I resigned to buying two new hoodies online. I was upset that I couldn’t buy them from the exact same store I bought my old one from, but I found plenty more stores which stock them.

I am completely fucked now. My ears are fucked, probably from all the tension caused by extreme stress. I find my ears tend to be the first organ affected. I will probably need to take sedatives to sleep tonight.

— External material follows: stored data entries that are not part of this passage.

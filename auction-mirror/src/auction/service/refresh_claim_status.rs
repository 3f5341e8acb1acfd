use {
    super::Service,
    crate::auction::entities::Generation,
    ethers::types::U256,
};

impl Service {
    /// Recomputes the claimable amount of the connected account.
    ///
    /// An account switch during the read is not left to a coalesced refresh:
    /// the amount is read again for the account connected now.
    pub(super) async fn refresh_claim_status(&self, generation: Generation) -> bool {
        let mut account = self.repo.get_snapshot().account();
        loop {
            let claim_amount = match account {
                Some(account) => Self::read_or_default(
                    self.contract.pending_returns(account).await,
                    U256::zero(),
                ),
                None => U256::zero(),
            };
            if self.is_superseded(generation) {
                return false;
            }
            if self.repo.update_claim_status(account, claim_amount) {
                return true;
            }
            let current = self.repo.get_snapshot().account();
            tracing::debug!(
                previous = ?account,
                account = ?current,
                "Account changed while reading claim status, reading again"
            );
            account = current;
        }
    }
}

#[cfg(test)]
mod tests {
    use {
        super::*,
        crate::{
            auction::entities::SessionState,
            kernel::{
                contracts::MockAuctionHouse,
                wallet::MockWallet,
            },
        },
        ethers::types::Address,
        std::sync::{
            Arc,
            OnceLock,
        },
    };

    #[tokio::test]
    async fn test_claim_enabled_for_pending_returns() {
        let account = Address::repeat_byte(0x01);
        let mut contract = MockAuctionHouse::new();
        contract
            .expect_pending_returns()
            .withf(move |a| *a == account)
            .times(1)
            .returning(|_| Ok(U256::from(25)));
        let service = Service::new_with_mocks(contract, MockWallet::new());
        service.repo.replace_session(SessionState::connected(Some(account)));

        assert!(service.refresh_claim_status(0).await);
        let session = service.get_snapshot().session;
        assert!(session.claim_enabled);
        assert_eq!(session.claim_amount, U256::from(25));
    }

    #[tokio::test]
    async fn test_account_switch_during_read_reads_new_account() {
        let first = Address::repeat_byte(0x01);
        let second = Address::repeat_byte(0x02);
        let service_cell: Arc<OnceLock<Service>> = Arc::new(OnceLock::new());
        let mut contract = MockAuctionHouse::new();
        contract
            .expect_pending_returns()
            .withf(move |a| *a == first)
            .times(1)
            .returning({
                let service_cell = service_cell.clone();
                move |_| {
                    let service = service_cell.get().expect("service is set");
                    service
                        .repo
                        .replace_session(SessionState::connected(Some(second)));
                    Ok(U256::from(25))
                }
            });
        contract
            .expect_pending_returns()
            .withf(move |a| *a == second)
            .times(1)
            .returning(|_| Ok(U256::from(40)));
        let service = Service::new_with_mocks(contract, MockWallet::new());
        let _ = service_cell.set(service.clone());
        service.repo.replace_session(SessionState::connected(Some(first)));

        assert!(service.refresh_claim_status(0).await);
        let snapshot = service.get_snapshot();
        assert_eq!(snapshot.account(), Some(second));
        assert!(snapshot.session.claim_enabled);
        assert_eq!(snapshot.session.claim_amount, U256::from(40));
    }

    #[tokio::test]
    async fn test_disconnected_account_reads_nothing() {
        let mut contract = MockAuctionHouse::new();
        contract.expect_pending_returns().never();
        let service = Service::new_with_mocks(contract, MockWallet::new());

        assert!(service.refresh_claim_status(0).await);
        assert!(!service.get_snapshot().session.claim_enabled);
    }
}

Losing things has become such a huge issue in my life. I lose more and more things while I’m trying to find something. People tell me it’s just my ADD, but I really do think it’s part of an undiagnosed dissociative disorder as well. My last post contains a link to a video about DID. I like that the therapist mentions losing things as one of the symptoms of dissociation. Finding things you don’t remember buying is a classic symptom of DID, but less recognised is things going missing. It is the same thing: finding that you have done things that you do not recollect doing, whether that is buying a new item or moving existing items. A lot of people think that people fake DID. Dr Mike Lloyd puts these people and their malingering arguments in their place in his video. Why would someone fake having a dissociative disorder? You can lose your license because driving while dissociated can be very dangerous. I was lucky I didn’t have an accident the other day when I was having a panic attack and experiencing severe derealisation where I felt everything was a dream and I didn’t know if I was awake or asleep or what (Courtney on YouTube has done a great video about this). And, as a friend said, people with DID can easily be exploited. OCD and being intensely focused on something could also, arguably, be a form of dissociation, as this Psychology Today article mentions. You lose a lot of time during your hyperfixation. I heard one therapist in a documentary on YouTube comment that obsessions are really distractions from another issue which is deeply troubling us. They point to troubled feelings the mind is trying to block out.